▸ AIM OF THE TASK:
Word for word, copy each record that comes after this.

---- RECORDS PROVIDED

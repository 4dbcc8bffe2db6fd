//! Global constants used throughout the depsym codebase.
//!
//! Default file locations, reserved markers of the generated properties block,
//! and the built-in naming tables live here so the magic strings are
//! discoverable in one place.

/// Default location of the dependency-updates JSON report.
pub const DEFAULT_REPORT_PATH: &str = "build/dependencyUpdates/report.json";

/// Project configuration file name.
pub const CONFIG_FILE_NAME: &str = "depsym.toml";

/// Default object name of the library-coordinate table.
pub const DEFAULT_LIBS: &str = "Libs";

/// Default object name of the version table.
pub const DEFAULT_VERSIONS: &str = "Versions";

/// Default indentation of generated Kotlin.
pub const DEFAULT_INDENT: &str = "    ";

/// Default directory receiving the Kotlin tables.
pub const DEFAULT_BUILDSRC_DIR: &str = "buildSrc";

/// Default target of the properties merge.
pub const DEFAULT_PROPERTIES_FILE: &str = "gradle.properties";

/// Version sentinel meaning "no version to track".
pub const NO_VERSION: &str = "none";

/// Group of the synthetic build-tool record.
pub const BUILD_TOOL_GROUP: &str = "org.gradle";

/// Module name (and generated symbol) of the synthetic build-tool record.
pub const GRADLE_LATEST_VERSION: &str = "gradleLatestVersion";

/// Module suffix identifying build plugins in the report.
pub const PLUGIN_MARKER_SUFFIX: &str = ".gradle.plugin";

/// Module names too generic to be used as symbols on their own.
///
/// A dependency whose module matches one of these always uses the
/// group+module form.
pub const MEANINGLESS_NAMES: &[&str] = &[
    "common",
    "core",
    "testing",
    "runtime",
    "extensions",
    "compiler",
    "migration",
    "db",
    "rules",
    "runner",
    "monitor",
    "loader",
    "media",
    "print",
    "io",
    "collection",
    "gradle",
    "android",
];

/// Built-in virtual groups as `(label, group, module prefix)`.
pub const DEFAULT_VIRTUAL_GROUPS: &[(&str, &str, &str)] = &[
    ("org.jetbrains.kotlinx.kotlinx-coroutines", "org.jetbrains.kotlinx", "kotlinx-coroutines"),
    ("org.jetbrains.kotlinx.kotlinx-serialization", "org.jetbrains.kotlinx", "kotlinx-serialization"),
];

/// First line of the generated properties block.
pub const PROPERTIES_START_MARKER: &str = "# Dependencies and Plugin versions with their available updates";

/// Header lines opening the generated properties block, marker first.
pub const PROPERTIES_HEADER: &[&str] = &[
    PROPERTIES_START_MARKER,
    "# Generated by $ depsym properties",
    "# You can edit the rest of the file, it will be kept intact",
];

/// Header lines written by earlier releases; still recognized and removed.
pub const LEGACY_PROPERTIES_LINES: &[&str] = &["# Plugin versions"];

/// Inline marker of an update annotation line.
pub const AVAILABLE_MARKER: &str = "# available=";

/// Line prefixes owned by the generator.
pub const GENERATED_LINE_PREFIXES: &[&str] = &["version.", "plugin."];

/// Line width after which the update comment moves to its own line.
pub const MAX_INLINE_COMMENT_WIDTH: usize = 70;

/// `.gitignore` written into a fresh buildSrc directory.
pub const INITIAL_GITIGNORE: &str = ".gradle/\nbuild/\n";

/// `build.gradle.kts` written into a fresh buildSrc directory.
pub const INITIAL_BUILD_GRADLE_KTS: &str = "plugins {\n    `kotlin-dsl`\n}\nrepositories {\n    mavenCentral()\n}\n";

--------

▸ RESULT OF THE TASK:
repository 4dbcc8bffe2db6fd
//! Global constants used throughout the depsym codebase.
//!
//! Default file locations, reserved markers of the generated properties block,
//! and the built-in naming tables live here so the magic strings are
//! discoverable in one place.

/// Default location of the dependency-updates JSON report.
pub const DEFAULT_REPORT_PATH: &str = "build/dependencyUpdates/report.json";

/// Project configuration file name.
pub const CONFIG_FILE_NAME: &str = "depsym.toml";

/// Default object name of the library-coordinate table.
pub const DEFAULT_LIBS: &str = "Libs";

/// Default object name of the version table.
pub const DEFAULT_VERSIONS: &str = "Versions";

/// Default indentation of generated Kotlin.
pub const DEFAULT_INDENT: &str = "    ";

/// Default directory receiving the Kotlin tables.
pub const DEFAULT_BUILDSRC_DIR: &str = "buildSrc";

/// Default target of the properties merge.
pub const DEFAULT_PROPERTIES_FILE: &str = "gradle.properties";

/// Version sentinel meaning "no version to track".
pub const NO_VERSION: &str = "none";

/// Group of the synthetic build-tool record.
pub const BUILD_TOOL_GROUP: &str = "org.gradle";

/// Module name (and generated symbol) of the synthetic build-tool record.
pub const GRADLE_LATEST_VERSION: &str = "gradleLatestVersion";

/// Module suffix identifying build plugins in the report.
pub const PLUGIN_MARKER_SUFFIX: &str = ".gradle.plugin";

/// Module names too generic to be used as symbols on their own.
///
/// A dependency whose module matches one of these always uses the
/// group+module form.
pub const MEANINGLESS_NAMES: &[&str] = &[
    "common",
    "core",
    "testing",
    "runtime",
    "extensions",
    "compiler",
    "migration",
    "db",
    "rules",
    "runner",
    "monitor",
    "loader",
    "media",
    "print",
    "io",
    "collection",
    "gradle",
    "android",
];

/// Built-in virtual groups as `(label, group, module prefix)`.
pub const DEFAULT_VIRTUAL_GROUPS: &[(&str, &str, &str)] = &[
    ("org.jetbrains.kotlinx.kotlinx-coroutines", "org.jetbrains.kotlinx", "kotlinx-coroutines"),
    ("org.jetbrains.kotlinx.kotlinx-serialization", "org.jetbrains.kotlinx", "kotlinx-serialization"),
];

/// First line of the generated properties block.
pub const PROPERTIES_START_MARKER: &str = "# Dependencies and Plugin versions with their available updates";

/// Header lines opening the generated properties block, marker first.
pub const PROPERTIES_HEADER: &[&str] = &[
    PROPERTIES_START_MARKER,
    "# Generated by $ depsym properties",
    "# You can edit the rest of the file, it will be kept intact",
];

/// Header lines written by earlier releases; still recognized and removed.
pub const LEGACY_PROPERTIES_LINES: &[&str] = &["# Plugin versions"];

/// Inline marker of an update annotation line.
pub const AVAILABLE_MARKER: &str = "# available=";

/// Line prefixes owned by the generator.
pub const GENERATED_LINE_PREFIXES: &[&str] = &["version.", "plugin."];

/// Line width after which the update comment moves to its own line.
pub const MAX_INLINE_COMMENT_WIDTH: usize = 70;

/// `.gitignore` written into a fresh buildSrc directory.
pub const INITIAL_GITIGNORE: &str = ".gradle/\nbuild/\n";

/// `build.gradle.kts` written into a fresh buildSrc directory.
pub const INITIAL_BUILD_GRADLE_KTS: &str = "plugins {\n    `kotlin-dsl`\n}\nrepositories {\n    mavenCentral()\n}\n";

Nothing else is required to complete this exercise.